Padiglione Israele EXPO, quale cambiamento introduce l’agricoltura verticale?

di Gianni Puglisi Commenta

L’agricoltura verticale, quella che illustra in modo egregio il Padiglione di Israele all’EXPO 2015, non è soltanto una soluzione per trovare spazio alle colture più importanti ma è uno strumento per rinnovare il design delle città. Un breve video a riguardo e una gallery dall’esposizione universale. 

Il video realizzato per spiegare cos’è, a cosa serve l’agricoltura verticale e come può cambiare l’aspetto di una città è disponibile su Facebook, ma c’è un video altrettanto suggestivo che va alla radice del progetto del padiglione israeliano.

Vertical Fields è un’attrazione nell’EXPO 2015, parla dell’agricoltura ma anche della gestione dell’acqua cruciale per la riuscita del progetto. La parete è unica nella taglia e combina il rilascio di una serie di innovazioni tecnologiche senza precedenti. 

Il sistema è pensato per aumentare la produzione dei prodotti considerati più importanti per l’alimentazione della popolazione, prodotti freschi che si possono avere sempre a portata di mano. Nel campo verticale crescono mais, grano e riso, che rappresentano il 70% degli alimenti con cui si nutrono gli esseri umani.

Un tipo di agricoltura e di architettura che finirà per regalare alle nuove generazioni non solo un arredo urbano insolito, delle città estremamente colorate, ma anche una maggiora capacità produttiva in termini alimentari. Il cambiamento è costruito giorno dopo giorno.

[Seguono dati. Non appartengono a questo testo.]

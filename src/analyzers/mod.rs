//! Offline reduction of station logs.
//!
//! This module rebuilds per-station occupancy series on a fixed bucket grid,
//! reduces them to station averages and hourly means, and classifies
//! stations that never logged anything.

pub mod aggregate;
pub mod analyzer;
pub mod bucket;
pub mod types;
pub mod utility;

Il Padiglione d’Israele, per via dell’estensione temporale dell’Esposizione universale, mostrerà ai visitatori il cambiamento possibile. Un cambiamento che sarà nei colori della parete, nei frutti che questa offrirà ma che suggerirà un cambiamento ancora più profondo attuabile aderendo all’idea della bioedilizia di cui Israele è capofila.